Errors during scrub, but all hard drives show normal Smart data

Status
Not open for further replies.

joel3452

Dabbler
Joined
Oct 13, 2016
Messages
36
So I have been running my Freenas server for ~ 4 months and during that time 3 of the scrubs have come up with minor errors similar to the one below. The latest scrub gave the following error messages: I will attach all of the information as one big file too for easier viewing.

Code:
freenas.local kernel log messages:
>	   (da8:mpr0:0:7:0): READ(16). CDB: 88 00 00 00 00 01 a0 87 57 b0 00 00 00 e0 00 00 length 114688 SMID 770 terminated ioc 804b scsi 0 state 0 xfer 0
> (da8:mpr0:0:7:0): READ(16). CDB: 88 00 00 00 00 01 a0 87 57 b0 00 00 00 e0 00 00
> (da8:mpr0:0:7:0): CAM status: CCB request completed with an error
> (da8:mpr0:0:7:0): Retrying command
> (da8:mpr0:0:7:0): READ(16). CDB: 88 00 00 00 00 01 a0 87 56 c8 00 00 00 e8 00 00
> (da8:mpr0:0:7:0): CAM status: SCSI Status Error
> (da8:mpr0:0:7:0): SCSI status: Check Condition
> (da8:mpr0:0:7:0): SCSI sense: MEDIUM ERROR asc:11,0 (Unrecovered read error)
> (da8:mpr0:0:7:0): Info: 0x1a08756c8
> (da8:mpr0:0:7:0): Error 5, Unretryable error
>	   (da3:mpr0:0:2:0): READ(16). CDB: 88 00 00 00 00 01 a2 0b 66 08 00 00 00 30 00 00 length 24576 SMID 509 terminated ioc 804b scsi 0 state 0 xfer 0
> (da3:mpr0:0:2:0): READ(16).
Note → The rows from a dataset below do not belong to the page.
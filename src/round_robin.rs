use tracing::info;

use crate::types::{Match, MatchIdIssuer, Participant, ParticipantId, Round};

/// Circle-method schedule. An odd roster gets a sit-out placeholder, position 0
/// stays fixed, and after every round the last position rotates into position 1.
/// Pairings against the placeholder are skipped, so that entrant rests that round.
pub fn build_round_robin(entrants: &[Participant], ids: &mut MatchIdIssuer) -> Vec<Round> {
  let mut order: Vec<Option<ParticipantId>> = entrants.iter().map(|e| Some(e.id)).collect();
  if order.len() % 2 == 1 {
    order.push(None);
  }
  let size = order.len();
  let round_count = size.saturating_sub(1);

  let mut rounds = Vec::with_capacity(round_count);
  for _ in 0..round_count {
    let mut round = Vec::with_capacity(size / 2);
    for i in 0..size / 2 {
      if let (Some(a), Some(b)) = (order[i], order[size - 1 - i]) {
        round.push(Match::new(ids.issue(), Some(a), Some(b)));
      }
    }
    rounds.push(round);

    if let Some(last) = order.pop() {
      order.insert(1, last);
    }
  }

  info!(
    entrants = entrants.len(),
    rounds = rounds.len(),
    matches = rounds.iter().map(Vec::len).sum::<usize>(),
    "built round robin schedule"
  );
  rounds
}
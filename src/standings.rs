use std::collections::{HashMap, HashSet};

use crate::types::{Bracket, BracketKind, EntrantStatus, ParticipantId, Standing};

/// Win/loss records and bracket status per entrant.
///
/// A participant who has lost and has no undecided match left is eliminated.
/// Elimination brackets crown the winner of their last match. A round robin
/// crowns the entrant with most wins (earlier seed on ties) only once every
/// match is decided, and until then everyone stays active.
pub fn compute_standings(bracket: &Bracket) -> Vec<Standing> {
    let mut records: HashMap<ParticipantId, (u32, u32)> = HashMap::new();
    let mut pending: HashSet<ParticipantId> = HashSet::new();

    for (_, m) in bracket.matches() {
        if m.is_bye() {
            continue;
        }
        match (m.winner(), m.loser()) {
            (Some(winner), Some(loser)) => {
                records.entry(winner).or_default().0 += 1;
                records.entry(loser).or_default().1 += 1;
            }
            _ => pending.extend(m.slots.iter().flatten().copied()),
        }
    }

    let round_robin = matches!(bracket.kind, BracketKind::RoundRobin { .. });
    let champion = if round_robin {
        if pending.is_empty() {
            bracket
                .entrants
                .iter()
                .map(|e| (e.id, records.get(&e.id).map_or(0, |r| r.0)))
                .fold(None, |best: Option<(ParticipantId, u32)>, (id, wins)| match best {
                    Some((_, best_wins)) if best_wins >= wins => best,
                    _ => Some((id, wins)),
                })
                .map(|(id, _)| id)
        } else {
            None
        }
    } else {
        bracket.champion()
    };

    let mut standings = bracket
        .entrants
        .iter()
        .enumerate()
        .map(|(idx, entrant)| {
            let (wins, losses) = records.get(&entrant.id).copied().unwrap_or_default();
            let status = if champion == Some(entrant.id) {
                EntrantStatus::Champion
            } else if round_robin {
                if champion.is_some() {
                    EntrantStatus::Eliminated
                } else {
                    EntrantStatus::Active
                }
            } else if losses > 0 && !pending.contains(&entrant.id) {
                EntrantStatus::Eliminated
            } else {
                EntrantStatus::Active
            };
            Standing {
                participant_id: entrant.id,
                name: entrant.name.clone(),
                seed: idx as u32 + 1,
                wins,
                losses,
                status,
            }
        })
        .collect::<Vec<_>>();

    standings.sort_by(|a, b| {
        let state_order = |status: &EntrantStatus| -> u8 {
            match status {
                EntrantStatus::Active => 0,
                EntrantStatus::Champion => 1,
                EntrantStatus::Eliminated => 2,
            }
        };
        state_order(&a.status)
            .cmp(&state_order(&b.status))
            .then(b.wins.cmp(&a.wins))
            .then(a.seed.cmp(&b.seed))
    });
    standings
}

#[cfg(test)]
mod tests {
    use super::*;
    use crate::elimination::build_single_elim;
    use crate::progression::{decide, propagate_winner};
    use crate::round_robin::build_round_robin;
    use crate::types::{MatchIdIssuer, Participant, Round};

    fn roster(n: usize) -> Vec<Participant> {
        (0..n)
            .map(|idx| Participant::new(idx as u32 + 1, format!("P{}", idx + 1), None))
            .collect()
    }

    fn score(rounds: &mut [Round], round: usize, position: usize, s1: f64, s2: f64) {
        rounds[round][position].scores = [Some(s1), Some(s2)];
        decide(&mut rounds[round][position]);
        propagate_winner(rounds, round, position);
    }

    fn status_of(standings: &[Standing], id: ParticipantId) -> EntrantStatus {
        standings.iter().find(|s| s.participant_id == id).unwrap().status
    }

    #[test]
    fn single_elim_marks_losers_and_champion() {
        let entrants = roster(4);
        let mut ids = MatchIdIssuer::default();
        let mut rounds = build_single_elim(&entrants, &mut ids);
        score(&mut rounds, 0, 0, 3.0, 1.0);

        let bracket = Bracket {
            entrants: entrants.clone(),
            kind: BracketKind::Single { rounds: rounds.clone(), third_place: None },
        };
        let standings = compute_standings(&bracket);
        assert_eq!(status_of(&standings, 4), EntrantStatus::Eliminated);
        assert_eq!(status_of(&standings, 1), EntrantStatus::Active);

        score(&mut rounds, 0, 1, 3.0, 1.0);
        score(&mut rounds, 1, 0, 1.0, 2.0);
        let bracket = Bracket {
            entrants,
            kind: BracketKind::Single { rounds, third_place: None },
        };
        let standings = compute_standings(&bracket);
        assert_eq!(status_of(&standings, 2), EntrantStatus::Champion);
        assert_eq!(status_of(&standings, 1), EntrantStatus::Eliminated);
        let champion = standings.iter().find(|s| s.participant_id == 2).unwrap();
        assert_eq!((champion.wins, champion.losses), (2, 0));
    }

    #[test]
    fn byes_do_not_count_as_wins() {
        let entrants = roster(3);
        let mut ids = MatchIdIssuer::default();
        let rounds = build_single_elim(&entrants, &mut ids);
        let bracket = Bracket {
            entrants,
            kind: BracketKind::Single { rounds, third_place: None },
        };
        let standings = compute_standings(&bracket);
        assert!(standings.iter().all(|s| s.wins == 0 && s.status == EntrantStatus::Active));
    }

    #[test]
    fn round_robin_crowns_only_when_complete() {
        let entrants = roster(3);
        let mut ids = MatchIdIssuer::default();
        let mut rounds = build_round_robin(&entrants, &mut ids);
        for round in rounds.iter_mut() {
            for m in round.iter_mut() {
                m.scores = [Some(1.0), Some(0.0)];
                decide(m);
            }
        }
        let last = rounds.len() - 1;
        rounds[last][0].scores = [None, None];
        decide(&mut rounds[last][0]);

        let mut bracket = Bracket {
            entrants,
            kind: BracketKind::RoundRobin { rounds },
        };
        let standings = compute_standings(&bracket);
        assert!(standings.iter().all(|s| s.status == EntrantStatus::Active));

        if let BracketKind::RoundRobin { rounds } = &mut bracket.kind {
            rounds[last][0].scores = [Some(1.0), Some(0.0)];
            decide(&mut rounds[last][0]);
        }
        let standings = compute_standings(&bracket);
        assert_eq!(standings.iter().filter(|s| s.status == EntrantStatus::Champion).count(), 1);
        assert_eq!(standings[0].status, EntrantStatus::Champion);
        assert!(standings[1..].iter().all(|s| s.status == EntrantStatus::Eliminated));
    }
}
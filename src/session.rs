use std::collections::HashMap;

use tracing::{debug, info};

use crate::double_elim::{build_double_elim, settle_winners_match};
use crate::elimination::{build_single_elim, refresh_third_place};
use crate::errors::{BracketError, BracketResult};
use crate::progression::{decide, propagate_winner, validate_score};
use crate::roster::Roster;
use crate::round_robin::build_round_robin;
use crate::standings::compute_standings;
use crate::types::{
  Bracket, BracketKind, Format, Match, MatchId, MatchIdIssuer, MatchLocation, Participant, ParticipantId,
  Section, Standing, MIN_ROSTER_SIZE,
};

#[derive(Clone, Debug)]
pub struct SessionOptions {
  pub third_place_match: bool,
}

impl Default for SessionOptions {
  fn default() -> Self {
    SessionOptions { third_place_match: true }
  }
}

/// Builds a bracket from a roster snapshot in seed order. Rejects rosters that are
/// too small before any match id is issued.
pub fn build_bracket(entrants: &[Participant], format: Format, ids: &mut MatchIdIssuer) -> BracketResult<Bracket> {
  if entrants.len() < MIN_ROSTER_SIZE {
    return Err(BracketError::RosterTooSmall {
      required: MIN_ROSTER_SIZE,
      actual: entrants.len(),
    });
  }
  // Loose upper bound on the ids a bracket can consume, third place included.
  let n = entrants.len() as u64;
  let needed = n.saturating_mul(n).saturating_add(n.saturating_mul(4));
  if ids.remaining() < needed {
    return Err(BracketError::IdsExhausted);
  }
  let kind = match format {
    Format::Single => BracketKind::Single {
      rounds: build_single_elim(entrants, ids),
      third_place: None,
    },
    Format::Double => {
      let (winners, losers) = build_double_elim(entrants, ids);
      BracketKind::Double { winners, losers }
    }
    Format::RoundRobin => BracketKind::RoundRobin {
      rounds: build_round_robin(entrants, ids),
    },
  };
  Ok(Bracket {
    entrants: entrants.to_vec(),
    kind,
  })
}

pub fn index_matches(bracket: &Bracket) -> HashMap<MatchId, MatchLocation> {
  bracket
    .matches()
    .into_iter()
    .map(|(location, m)| (m.id, location))
    .collect()
}

/// One tournament session: the roster, the current bracket and the match id
/// sequence. Every user action goes through one method here.
pub struct BracketSession {
  roster: Roster,
  bracket: Option<Bracket>,
  match_index: HashMap<MatchId, MatchLocation>,
  ids: MatchIdIssuer,
  options: SessionOptions,
}

impl Default for BracketSession {
  fn default() -> Self {
    BracketSession::with_options(SessionOptions::default())
  }
}

impl BracketSession {
  pub fn new() -> Self {
    BracketSession::default()
  }

  pub fn with_options(options: SessionOptions) -> Self {
    BracketSession {
      roster: Roster::new(),
      bracket: None,
      match_index: HashMap::new(),
      ids: MatchIdIssuer::default(),
      options,
    }
  }

  /// Reassembles a session from imported parts. Match ids continue after the
  /// highest id found in the bracket.
  pub fn restore(roster: Roster, bracket: Option<Bracket>, options: SessionOptions) -> BracketResult<Self> {
    let mut ids = MatchIdIssuer::default();
    let match_index = bracket.as_ref().map(index_matches).unwrap_or_default();
    if let Some(max) = match_index.keys().max() {
      ids.skip_past(*max)?;
    }
    Ok(BracketSession {
      roster,
      bracket,
      match_index,
      ids,
      options,
    })
  }

  // ── Roster ────────────────────────────────────────────────────────────

  pub fn roster(&self) -> &Roster {
    &self.roster
  }

  pub fn participants(&self) -> &[Participant] {
    self.roster.participants()
  }

  pub fn add_participant(&mut self, name: &str, score: Option<f64>) -> BracketResult<ParticipantId> {
    let id = self.roster.add(name, score)?;
    debug!(participant = id, "added participant");
    Ok(id)
  }

  pub fn remove_participant(&mut self, id: ParticipantId) -> BracketResult<Participant> {
    let removed = self.roster.remove(id)?;
    debug!(participant = id, "removed participant");
    Ok(removed)
  }

  /// Empties the roster and drops the bracket built from it.
  pub fn clear_participants(&mut self) {
    self.roster.clear();
    self.reset();
  }

  pub fn set_participant_score(&mut self, id: ParticipantId, score: Option<f64>) -> BracketResult<()> {
    self.roster.set_score(id, score)
  }

  pub fn set_participant_category(&mut self, id: ParticipantId, category: &str) -> BracketResult<()> {
    self.roster.set_category(id, category)
  }

  pub fn seed_by_score(&mut self) {
    self.roster.seed_by_score();
  }

  pub fn balanced_teams(&self) -> Vec<(ParticipantId, Option<ParticipantId>)> {
    self.roster.balanced_teams()
  }

  // ── Bracket ───────────────────────────────────────────────────────────

  pub fn options(&self) -> &SessionOptions {
    &self.options
  }

  pub fn bracket(&self) -> Option<&Bracket> {
    self.bracket.as_ref()
  }

  pub fn find_match(&self, id: MatchId) -> Option<(MatchLocation, &Match)> {
    let location = *self.match_index.get(&id)?;
    let m = self.bracket.as_ref()?.match_at(location)?;
    Some((location, m))
  }

  pub fn third_place_match(&self) -> Option<&Match> {
    match &self.bracket.as_ref()?.kind {
      BracketKind::Single { third_place, .. } => third_place.as_ref(),
      _ => None,
    }
  }

  pub fn standings(&self) -> BracketResult<Vec<Standing>> {
    let bracket = self.bracket.as_ref().ok_or(BracketError::NoBracket)?;
    Ok(compute_standings(bracket))
  }

  /// Replaces any current bracket with a fresh one built from the roster as it is now.
  pub fn generate(&mut self, format: Format) -> BracketResult<&Bracket> {
    let bracket = build_bracket(self.roster.participants(), format, &mut self.ids)?;
    self.match_index = index_matches(&bracket);
    info!(%format, entrants = bracket.entrants.len(), matches = self.match_index.len(), "generated bracket");
    let bracket: &Bracket = self.bracket.insert(bracket);
    Ok(bracket)
  }

  /// Enters both scores for a match, decides it and carries the result forward.
  /// Validation happens before anything changes, so a rejected call leaves the
  /// bracket exactly as it was.
  pub fn record_score(
    &mut self,
    match_id: MatchId,
    score1: Option<f64>,
    score2: Option<f64>,
  ) -> BracketResult<&Bracket> {
    let scores = [validate_score(score1)?, validate_score(score2)?];
    let bracket = self.bracket.as_mut().ok_or(BracketError::NoBracket)?;
    let location = *self
      .match_index
      .get(&match_id)
      .ok_or(BracketError::MatchNotFound(match_id))?;
    let target = bracket
      .match_at_mut(location)
      .ok_or(BracketError::MatchNotFound(match_id))?;
    if target.is_bye() {
      return Err(BracketError::ByeNotScorable(match_id));
    }
    if !target.is_ready() {
      return Err(BracketError::MatchNotReady(match_id));
    }
    let previous_loser = target.loser();
    target.scores = scores;
    decide(target);
    debug!(match_id, ?scores, winner = ?target.winner(), "recorded score");

    let MatchLocation { section, round, position } = location;
    let mut reindex = false;
    match (&mut bracket.kind, section) {
      (BracketKind::Single { rounds, third_place }, Section::Main) => {
        propagate_winner(rounds, round, position);
        if self.options.third_place_match {
          reindex = refresh_third_place(rounds, third_place, &mut self.ids);
        }
      }
      (BracketKind::Double { winners, losers }, Section::Winners) => {
        settle_winners_match(winners, losers, round, position, previous_loser);
      }
      // Third place, losers bracket and round robin results are terminal.
      _ => {}
    }
    if reindex {
      self.match_index = index_matches(bracket);
    }
    Ok(&*bracket)
  }

  /// Drops the current bracket. The roster and the match id sequence are kept.
  pub fn reset(&mut self) {
    if self.bracket.take().is_some() {
      info!("reset bracket");
    }
    self.match_index.clear();
  }
}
CDB: 88 00 00 00 00 01 a2 0b 66 08 00 00 00 30 00 00
> (da3:mpr0:0:2:0): CAM status: CCB request completed with an error
> (da3:mpr0:0:2:0): Retrying command
> (da3:mpr0:0:2:0): READ(16). CDB: 88 00 00 00 00 01 a2 0b 65 28 00 00 00 e0 00 00
> (da3:mpr0:0:2:0): CAM status: SCSI Status Error
> (da3:mpr0:0:2:0): SCSI status: Check Condition
> (da3:mpr0:0:2:0): SCSI sense: MEDIUM ERROR asc:11,0 (Unrecovered read error)
> (da3:mpr0:0:2:0): Info: 0x1a20b6528
> (da3:mpr0:0:2:0): Error 5, Unretryable error
-- End of security output --

[root@freenas] ~# zpool status
  pool: freenas-boot
state: ONLINE
  scan: scrub repaired 0 in 0h0m with 0 errors on Mon Jan 16 03:45:11 2017
config:

		NAME		STATE	 READ WRITE CKSUM
		freenas-boot  ONLINE	   0	 0	 0
		  da0p2	 ONLINE	   0	 0	 0

errors: No known data errors

  pool: tank
state: ONLINE
  scan: scrub repaired 176K in 12h56m with 0 errors on Wed Jan 18 10:56:07 2017
config:

		NAME											STATE	 READ WRITE CKSUM
		tank											ONLINE	   0	 0	 0
		  raidz2-0									  ONLINE	   0	 0	 0
			gptid/c375e1a1-a141-11e6-8641-0cc47ac565d4  ONLINE	   0	 0	 0
			gptid/c42a5d2c-a141-11e6-8641-0cc47ac565d4  ONLINE	   0	 0	 0
			gptid/c4d3f78e-a141-11e6-8641-0cc47ac565d4  ONLINE	   0	 0	 0
			gptid/c576f47a-a141-11e6-8641-0cc47ac565d4  ONLINE	   0	 0	 0
			gptid/c621429c-a141-11e6-8641-0cc47ac565d4  ONLINE	   0	 0	 0
			gptid/c6c8e874-a141-11e6-8641-0cc47ac565d4  ONLINE	   0	 0	 0
			gptid/c771fa0c-a141-11e6-8641-0cc47ac565d4  ONLINE	   0	 0	 0
			gptid/c82043ca-a141-11e6-8641-0cc47ac565d4  ONLINE	   0	 0	 0

errors: No known data errors



My System specs are:
Code:
Motherboard: Supermicro X11SSH-CTF
CPU: Intel Xeon E3-1230 V5 3.4GHz Quad-Core Processor
Memory: Crucial 32GB Kit (2 x 16GB) DDR4-2133 ECC
2* Storage: Sandisk Extreme Pro 240GB 2.5" Solid State Drive for ESX datastore
8* Storage: Western Digital Red 6TB 3.5" 5400RPM Internal Hard Drive ($234.52 @ Newegg)
Case: Fractal Design Define R5 (Black) ATX Mid Tower Case ($119.98 @ Newegg)
Power Supply: SeaSonic 660W 80+ Platinum Certified Fully-Modular ATX Power Supply ($104.99 @ Newegg)
FreeNAS-9.10.2 (a476f16)
ESX 6.0U2 with the Motherboard's LSI controller flashed to IT mode and passthrough to the Freenas VM. The Freenas VM is assigned 2 VCPU and 20 GB reserved memory.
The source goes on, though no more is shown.